Banks plays Wendy Cooper, a perky lactation expert and pregnancy authority whose own expectant experience isn’t the glowy, blissful one she’d hoped for.
“All the not-so-wonderful things about pregnancy that are possible — like flatulence, acne, constipation, swollen ankles, fatigue and anxiety — happen to Wendy,” said director Kirk Jones. “Elizabeth Banks is just a genius comedian and she played everything so beautifully.”
Though Banks wore a fake tummy in the film, “a prosthetic belly is not the same as being pregnant.”
“It’s an approximation of the physicality you have as a pregnant person,” she said. “It makes you walk differently and sit differently, eat differently, and it provides a wonderful shelf for your coffee mug.

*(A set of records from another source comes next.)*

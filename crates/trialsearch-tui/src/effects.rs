//! UI effect types.
//!
//! Effects are commands returned by the reducer that the runtime executes.
//! They represent I/O and task spawning only; the reducer never performs
//! I/O or spawns tasks directly.

use crate::common::RequestId;

#[derive(Debug, PartialEq, Eq)]
pub enum UiEffect {
    /// Quit the application.
    Quit,
    /// Issue one search request for the trimmed query.
    ///
    /// Exactly one outbound request per submit; no retry. There is no
    /// cancellation signal for superseded requests — stale completions are
    /// suppressed on arrival instead.
    Search { id: RequestId, query: String },
}
//! Wire types for the search backend.
//!
//! Field names mirror the backend's snake_case JSON. Everything except
//! `nct_id` is optional; indexed trial data is frequently partial and the
//! client must render whatever arrives.

use std::collections::BTreeMap;

use serde::{Deserialize, Serialize};

/// The backend's structured reading of a free-text query.
///
/// Keys are free-form (`condition`, `phase`, `city`, ...); a `None` value
/// means "not detected" and is filtered out before display.
pub type Interpretation = BTreeMap<String, Option<String>>;

/// Success body of `GET /search`.
///
/// Extra top-level fields (the backend also sends `total`) are ignored.
#[derive(Debug, Clone, Serialize, Deserialize)]
pub struct SearchResponse {
    pub trials: Vec<TrialRecord>,
    pub interpretation: Interpretation,
}

/// One clinical-trial entry returned by the backend. Read-only to the client.
#[derive(Debug, Clone, Default, Serialize, Deserialize)]
#[serde(default)]
pub struct TrialRecord {
    /// Unique trial identifier. Opaque, non-empty, used as the stable render key.
    pub nct_id: String,
    #[serde(skip_serializing_if = "Option::is_none")]
    pub brief_title: Option<String>,
    #[serde(skip_serializing_if = "Option::is_none")]
    pub official_title: Option<String>,
    /// Free-form status token. `"RECRUITING"` gets distinct visual treatment.
    #[serde(skip_serializing_if = "Option::is_none")]
    pub overall_status: Option<String>,
    #[serde(skip_serializing_if = "Option::is_none")]
    pub phase: Option<String>,
    #[serde(skip_serializing_if = "Option::is_none")]
    pub conditions: Option<Conditions>,
    #[serde(skip_serializing_if = "Option::is_none")]
    pub sponsors: Option<Vec<Sponsor>>,
}

/// Conditions arrive either as a single string or as a list.
#[derive(Debug, Clone, Serialize, Deserialize)]
#[serde(untagged)]
pub enum Conditions {
    One(String),
    Many(Vec<String>),
}

#[derive(Debug, Clone, Serialize, Deserialize)]
pub struct Sponsor {
    pub name: String,
    pub lead_or_collaborator: String,
}

impl Sponsor {
    /// Returns true if this entry is the designated lead sponsor.
    pub fn is_lead(&self) -> bool {
        self.lead_or_collaborator == "lead"
    }
}
//! Search box view.

use ratatui::Frame;
use ratatui::layout::{Position, Rect};
use ratatui::style::{Color, Style};
use ratatui::text::Line;
use ratatui::widgets::{Block, BorderType, Borders, Paragraph};
use unicode_width::UnicodeWidthStr;

use super::state::InputState;

/// Renders the bordered search box and places the terminal cursor.
pub fn render_search_box(frame: &mut Frame, input: &InputState, area: Rect, loading: bool) {
    let border_color = if loading { Color::Yellow } else { Color::Blue };
    let block = Block::default()
        .borders(Borders::ALL)
        .border_type(BorderType::Rounded)
        .border_style(Style::default().fg(border_color))
        .title(" Search ");

    let inner = block.inner(area);
    let value = input.value();

    // Keep the cursor visible when the value exceeds the box width.
    let cursor_width = value[..input.cursor()].width() as u16;
    let visible_width = inner.width.saturating_sub(1);
    let scroll = cursor_width.saturating_sub(visible_width);

    let line = if value.is_empty() {
        Line::styled(
            "e.g., Phase 3 melanoma trials by NIH",
            Style::default().fg(Color::DarkGray),
        )
    } else {
        Line::raw(value)
    };

    let paragraph = Paragraph::new(line).block(block).scroll((0, scroll));
    frame.render_widget(paragraph, area);

    frame.set_cursor_position(Position::new(
        inner.x + cursor_width.saturating_sub(scroll),
        inner.y,
    ));
}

And it’s heavy, so your back aches, so it’s a wonderful approximation.”
Though the part didn’t really make her feel pregnant, Banks admits she was “definitely moved at the end (of the film) when they all got a baby.”
The actress will be back on screen next month in “People Like Us,” which she describes as “a beautiful, wonderful story about people who find family.” Next up is “Pitch Perfect,” which she produced with her husband: A comedy set in the competitive world of collegiate acapella. Banks said it’s the hardest she has ever worked.
“It’s like birthing a baby almost!” she said. “Until it’s out to the world, there’s no end to worrying about it.”
The film is due in the fall, right when she returns to the world of “The Hunger Games” to film its second installment, “Catching Fire.”
Her turn as the super-coiffed Effie Trinket has won Banks younger fans and reinvigorated her passion for acting.
“I just love Effie so much,” the actress said. “She’s a really amazing character, a complicated, interesting, wild character to play — the type of character that when you’re a young actor you dream of getting to play, and I get to do it now.”
Even if it is all a little exhausting.